>>>
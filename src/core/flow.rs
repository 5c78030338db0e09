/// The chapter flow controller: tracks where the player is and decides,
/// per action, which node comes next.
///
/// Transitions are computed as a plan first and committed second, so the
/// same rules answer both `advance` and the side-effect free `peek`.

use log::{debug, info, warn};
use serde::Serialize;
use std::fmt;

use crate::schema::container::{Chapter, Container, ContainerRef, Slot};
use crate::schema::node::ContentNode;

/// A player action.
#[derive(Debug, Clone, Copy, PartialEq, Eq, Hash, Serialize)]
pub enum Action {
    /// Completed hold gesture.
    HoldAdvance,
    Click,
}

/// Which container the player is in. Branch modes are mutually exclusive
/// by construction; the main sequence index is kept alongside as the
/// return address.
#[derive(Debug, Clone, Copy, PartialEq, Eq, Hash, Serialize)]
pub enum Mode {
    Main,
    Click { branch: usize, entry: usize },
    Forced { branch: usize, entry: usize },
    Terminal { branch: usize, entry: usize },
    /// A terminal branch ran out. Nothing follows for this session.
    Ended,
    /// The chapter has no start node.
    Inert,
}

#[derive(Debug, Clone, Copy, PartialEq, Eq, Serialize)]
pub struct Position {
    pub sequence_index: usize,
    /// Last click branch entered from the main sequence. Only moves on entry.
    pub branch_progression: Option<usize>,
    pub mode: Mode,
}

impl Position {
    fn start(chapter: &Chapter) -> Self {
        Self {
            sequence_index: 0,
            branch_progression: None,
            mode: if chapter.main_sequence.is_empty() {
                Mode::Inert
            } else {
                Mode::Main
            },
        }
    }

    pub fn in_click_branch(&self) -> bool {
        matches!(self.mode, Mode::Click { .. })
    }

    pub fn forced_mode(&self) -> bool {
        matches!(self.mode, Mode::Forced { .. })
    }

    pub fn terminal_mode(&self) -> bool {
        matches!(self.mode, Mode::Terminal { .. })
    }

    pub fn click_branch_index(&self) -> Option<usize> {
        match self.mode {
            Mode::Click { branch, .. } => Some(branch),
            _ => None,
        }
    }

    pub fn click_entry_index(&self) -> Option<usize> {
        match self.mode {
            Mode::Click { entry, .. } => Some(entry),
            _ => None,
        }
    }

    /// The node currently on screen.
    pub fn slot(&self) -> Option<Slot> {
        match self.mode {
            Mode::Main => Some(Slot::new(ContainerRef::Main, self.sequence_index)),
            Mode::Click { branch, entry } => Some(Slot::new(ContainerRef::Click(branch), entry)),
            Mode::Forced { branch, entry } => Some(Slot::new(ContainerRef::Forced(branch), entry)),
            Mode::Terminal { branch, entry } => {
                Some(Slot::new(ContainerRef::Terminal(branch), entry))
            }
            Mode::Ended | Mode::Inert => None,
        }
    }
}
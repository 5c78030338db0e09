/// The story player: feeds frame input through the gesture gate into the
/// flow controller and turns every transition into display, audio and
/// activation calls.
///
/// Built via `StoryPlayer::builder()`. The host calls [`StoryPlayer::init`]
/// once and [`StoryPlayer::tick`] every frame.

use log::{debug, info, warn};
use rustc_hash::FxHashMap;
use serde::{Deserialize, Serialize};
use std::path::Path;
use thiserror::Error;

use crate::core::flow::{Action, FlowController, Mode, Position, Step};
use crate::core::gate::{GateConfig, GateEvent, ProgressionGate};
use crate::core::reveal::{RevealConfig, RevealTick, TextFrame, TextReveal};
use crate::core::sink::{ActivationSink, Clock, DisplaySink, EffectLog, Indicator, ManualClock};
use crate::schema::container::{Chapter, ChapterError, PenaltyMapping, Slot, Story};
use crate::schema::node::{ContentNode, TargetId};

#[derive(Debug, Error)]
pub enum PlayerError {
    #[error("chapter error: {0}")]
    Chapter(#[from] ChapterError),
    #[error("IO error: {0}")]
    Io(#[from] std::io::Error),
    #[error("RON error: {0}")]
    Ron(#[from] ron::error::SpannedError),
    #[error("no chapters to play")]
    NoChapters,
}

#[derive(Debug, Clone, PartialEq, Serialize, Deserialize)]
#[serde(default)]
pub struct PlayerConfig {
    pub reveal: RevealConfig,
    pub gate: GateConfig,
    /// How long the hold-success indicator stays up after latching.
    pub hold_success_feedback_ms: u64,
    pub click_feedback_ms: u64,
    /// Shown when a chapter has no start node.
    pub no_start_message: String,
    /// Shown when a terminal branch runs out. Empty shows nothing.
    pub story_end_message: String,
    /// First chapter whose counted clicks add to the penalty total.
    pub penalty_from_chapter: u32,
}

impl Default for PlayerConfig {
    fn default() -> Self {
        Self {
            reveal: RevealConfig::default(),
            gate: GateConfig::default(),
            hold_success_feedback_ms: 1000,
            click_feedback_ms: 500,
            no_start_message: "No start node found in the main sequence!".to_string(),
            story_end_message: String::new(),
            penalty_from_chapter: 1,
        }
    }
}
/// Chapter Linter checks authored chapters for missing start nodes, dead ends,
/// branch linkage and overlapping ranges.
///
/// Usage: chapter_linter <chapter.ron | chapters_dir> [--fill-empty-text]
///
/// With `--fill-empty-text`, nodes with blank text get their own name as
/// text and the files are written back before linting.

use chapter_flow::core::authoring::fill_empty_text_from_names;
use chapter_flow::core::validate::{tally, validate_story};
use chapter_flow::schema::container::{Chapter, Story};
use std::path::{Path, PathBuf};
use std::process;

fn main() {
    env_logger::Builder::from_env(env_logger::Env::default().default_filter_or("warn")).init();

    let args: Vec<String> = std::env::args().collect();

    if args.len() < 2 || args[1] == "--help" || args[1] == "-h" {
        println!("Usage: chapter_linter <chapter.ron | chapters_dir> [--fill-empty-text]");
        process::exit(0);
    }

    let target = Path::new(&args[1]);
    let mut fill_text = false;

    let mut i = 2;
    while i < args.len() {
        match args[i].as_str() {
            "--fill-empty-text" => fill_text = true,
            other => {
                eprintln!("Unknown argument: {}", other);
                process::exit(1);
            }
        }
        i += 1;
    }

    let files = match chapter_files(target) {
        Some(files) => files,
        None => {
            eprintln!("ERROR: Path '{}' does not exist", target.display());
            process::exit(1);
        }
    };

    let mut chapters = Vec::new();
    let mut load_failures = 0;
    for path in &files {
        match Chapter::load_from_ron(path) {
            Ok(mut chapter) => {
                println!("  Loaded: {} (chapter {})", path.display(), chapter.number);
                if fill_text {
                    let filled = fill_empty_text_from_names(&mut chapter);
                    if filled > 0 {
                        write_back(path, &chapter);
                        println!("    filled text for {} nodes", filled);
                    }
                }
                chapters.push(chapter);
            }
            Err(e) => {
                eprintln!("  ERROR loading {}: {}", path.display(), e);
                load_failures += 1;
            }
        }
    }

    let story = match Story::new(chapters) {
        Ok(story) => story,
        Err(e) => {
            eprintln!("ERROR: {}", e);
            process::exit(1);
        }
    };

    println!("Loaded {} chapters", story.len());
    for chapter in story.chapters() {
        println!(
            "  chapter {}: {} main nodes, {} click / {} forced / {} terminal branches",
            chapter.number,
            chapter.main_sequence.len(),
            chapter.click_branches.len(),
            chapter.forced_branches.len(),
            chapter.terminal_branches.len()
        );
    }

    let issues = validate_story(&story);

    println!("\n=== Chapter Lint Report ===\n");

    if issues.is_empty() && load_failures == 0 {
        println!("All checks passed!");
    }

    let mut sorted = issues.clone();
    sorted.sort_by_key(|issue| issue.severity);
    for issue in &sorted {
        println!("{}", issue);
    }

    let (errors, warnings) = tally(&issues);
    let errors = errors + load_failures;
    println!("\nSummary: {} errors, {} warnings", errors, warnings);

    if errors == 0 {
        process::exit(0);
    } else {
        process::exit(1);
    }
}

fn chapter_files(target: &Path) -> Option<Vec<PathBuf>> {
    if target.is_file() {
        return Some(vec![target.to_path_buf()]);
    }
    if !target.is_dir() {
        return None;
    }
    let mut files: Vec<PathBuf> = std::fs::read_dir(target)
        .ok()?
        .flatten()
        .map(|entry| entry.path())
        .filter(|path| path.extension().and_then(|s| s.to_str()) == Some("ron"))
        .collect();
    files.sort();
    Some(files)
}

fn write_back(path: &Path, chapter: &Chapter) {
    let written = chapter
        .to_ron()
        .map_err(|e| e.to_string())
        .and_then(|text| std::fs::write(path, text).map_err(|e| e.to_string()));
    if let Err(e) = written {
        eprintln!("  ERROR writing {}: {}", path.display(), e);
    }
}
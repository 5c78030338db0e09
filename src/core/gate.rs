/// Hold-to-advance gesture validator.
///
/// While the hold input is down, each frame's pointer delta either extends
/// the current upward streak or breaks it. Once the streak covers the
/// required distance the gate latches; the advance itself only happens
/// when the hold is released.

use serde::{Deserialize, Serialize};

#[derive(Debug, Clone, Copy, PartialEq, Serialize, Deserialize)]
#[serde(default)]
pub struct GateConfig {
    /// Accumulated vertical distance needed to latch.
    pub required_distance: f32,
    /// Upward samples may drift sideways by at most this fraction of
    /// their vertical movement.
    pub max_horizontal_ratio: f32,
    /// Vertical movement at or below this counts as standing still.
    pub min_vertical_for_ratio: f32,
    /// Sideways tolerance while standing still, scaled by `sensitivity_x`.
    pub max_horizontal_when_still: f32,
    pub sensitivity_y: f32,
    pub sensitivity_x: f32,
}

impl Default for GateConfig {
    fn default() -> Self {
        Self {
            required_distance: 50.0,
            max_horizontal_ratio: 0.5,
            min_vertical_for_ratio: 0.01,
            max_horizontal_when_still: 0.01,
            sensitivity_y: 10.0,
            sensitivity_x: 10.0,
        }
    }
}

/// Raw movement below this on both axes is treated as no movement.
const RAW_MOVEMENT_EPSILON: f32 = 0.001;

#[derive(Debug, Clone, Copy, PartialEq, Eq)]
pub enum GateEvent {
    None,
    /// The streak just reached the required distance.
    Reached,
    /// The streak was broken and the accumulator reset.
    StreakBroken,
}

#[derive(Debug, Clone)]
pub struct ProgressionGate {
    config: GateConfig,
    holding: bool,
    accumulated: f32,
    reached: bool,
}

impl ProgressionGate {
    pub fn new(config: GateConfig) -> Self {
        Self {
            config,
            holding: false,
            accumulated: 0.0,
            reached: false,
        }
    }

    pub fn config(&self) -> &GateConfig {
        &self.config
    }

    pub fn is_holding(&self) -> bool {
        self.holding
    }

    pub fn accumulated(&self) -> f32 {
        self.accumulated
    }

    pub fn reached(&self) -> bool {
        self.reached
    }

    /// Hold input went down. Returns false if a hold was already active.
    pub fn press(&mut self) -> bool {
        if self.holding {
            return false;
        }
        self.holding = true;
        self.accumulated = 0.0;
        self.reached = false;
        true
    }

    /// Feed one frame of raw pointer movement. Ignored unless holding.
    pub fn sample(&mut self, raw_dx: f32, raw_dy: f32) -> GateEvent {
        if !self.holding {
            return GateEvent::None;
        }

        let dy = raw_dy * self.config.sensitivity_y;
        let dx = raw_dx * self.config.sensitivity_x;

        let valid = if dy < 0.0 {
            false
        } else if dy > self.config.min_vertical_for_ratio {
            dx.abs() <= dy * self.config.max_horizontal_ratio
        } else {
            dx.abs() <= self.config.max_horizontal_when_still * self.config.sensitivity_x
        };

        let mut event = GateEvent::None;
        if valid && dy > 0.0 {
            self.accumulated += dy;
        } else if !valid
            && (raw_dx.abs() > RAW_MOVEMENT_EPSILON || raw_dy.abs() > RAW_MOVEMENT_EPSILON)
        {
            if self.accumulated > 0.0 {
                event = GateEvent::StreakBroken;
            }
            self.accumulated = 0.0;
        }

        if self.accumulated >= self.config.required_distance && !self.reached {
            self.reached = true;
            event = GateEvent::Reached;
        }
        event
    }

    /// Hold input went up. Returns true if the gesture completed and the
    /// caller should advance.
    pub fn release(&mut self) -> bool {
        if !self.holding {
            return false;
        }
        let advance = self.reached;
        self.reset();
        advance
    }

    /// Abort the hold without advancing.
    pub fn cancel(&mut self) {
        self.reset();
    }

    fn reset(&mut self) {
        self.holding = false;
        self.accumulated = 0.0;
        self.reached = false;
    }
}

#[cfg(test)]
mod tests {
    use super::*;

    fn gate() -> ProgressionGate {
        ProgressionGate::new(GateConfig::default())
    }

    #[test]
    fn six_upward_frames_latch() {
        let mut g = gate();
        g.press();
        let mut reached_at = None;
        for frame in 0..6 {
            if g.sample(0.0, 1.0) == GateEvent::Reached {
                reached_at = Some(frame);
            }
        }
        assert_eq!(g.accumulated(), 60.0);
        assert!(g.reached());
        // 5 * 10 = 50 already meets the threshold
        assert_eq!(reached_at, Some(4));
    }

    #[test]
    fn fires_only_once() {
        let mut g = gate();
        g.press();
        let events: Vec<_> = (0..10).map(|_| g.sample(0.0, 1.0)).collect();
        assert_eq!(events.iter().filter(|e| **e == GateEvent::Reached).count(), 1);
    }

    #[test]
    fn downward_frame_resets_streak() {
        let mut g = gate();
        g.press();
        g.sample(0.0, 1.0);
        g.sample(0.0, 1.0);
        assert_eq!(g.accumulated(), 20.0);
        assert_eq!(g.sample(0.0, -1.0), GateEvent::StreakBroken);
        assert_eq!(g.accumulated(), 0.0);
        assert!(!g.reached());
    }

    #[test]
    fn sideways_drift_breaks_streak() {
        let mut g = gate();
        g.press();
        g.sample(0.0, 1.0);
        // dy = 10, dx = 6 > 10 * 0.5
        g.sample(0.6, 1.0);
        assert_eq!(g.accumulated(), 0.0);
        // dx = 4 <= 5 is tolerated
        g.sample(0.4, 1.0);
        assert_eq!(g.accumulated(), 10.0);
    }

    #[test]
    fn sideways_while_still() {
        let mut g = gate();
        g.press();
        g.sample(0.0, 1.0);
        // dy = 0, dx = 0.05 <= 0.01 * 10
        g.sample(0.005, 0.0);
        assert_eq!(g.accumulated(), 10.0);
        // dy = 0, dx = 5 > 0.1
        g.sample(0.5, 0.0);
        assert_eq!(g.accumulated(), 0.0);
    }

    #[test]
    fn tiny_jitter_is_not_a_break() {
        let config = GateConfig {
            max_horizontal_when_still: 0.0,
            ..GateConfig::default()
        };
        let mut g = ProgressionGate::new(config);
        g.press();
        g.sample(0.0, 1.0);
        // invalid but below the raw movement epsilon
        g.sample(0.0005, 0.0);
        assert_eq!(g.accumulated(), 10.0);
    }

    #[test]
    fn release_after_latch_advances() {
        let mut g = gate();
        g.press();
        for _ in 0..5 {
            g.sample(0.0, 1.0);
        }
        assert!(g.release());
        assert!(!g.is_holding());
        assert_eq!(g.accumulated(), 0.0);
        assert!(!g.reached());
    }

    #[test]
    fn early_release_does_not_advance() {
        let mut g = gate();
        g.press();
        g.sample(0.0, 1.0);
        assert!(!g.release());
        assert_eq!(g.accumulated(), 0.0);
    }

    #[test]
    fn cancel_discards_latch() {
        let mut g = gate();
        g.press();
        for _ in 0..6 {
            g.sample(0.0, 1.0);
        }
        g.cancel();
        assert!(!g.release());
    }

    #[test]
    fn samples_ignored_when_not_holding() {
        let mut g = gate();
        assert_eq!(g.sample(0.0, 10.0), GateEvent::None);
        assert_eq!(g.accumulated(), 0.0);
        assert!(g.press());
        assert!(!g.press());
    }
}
<<<
Given the records above, reproduce precisely and only the lines between the line holding "use thiserror::Error;" and the line holding "#[derive(Debug, Error)]", inclusive.

use thiserror::Error;

use crate::core::flow::{Action, FlowController, Mode, Position, Step};
use crate::core::gate::{GateConfig, GateEvent, ProgressionGate};
use crate::core::reveal::{RevealConfig, RevealTick, TextFrame, TextReveal};
use crate::core::sink::{ActivationSink, Clock, DisplaySink, EffectLog, Indicator, ManualClock};
use crate::schema::container::{Chapter, ChapterError, PenaltyMapping, Slot, Story};
use crate::schema::node::{ContentNode, TargetId};

#[derive(Debug, Error)]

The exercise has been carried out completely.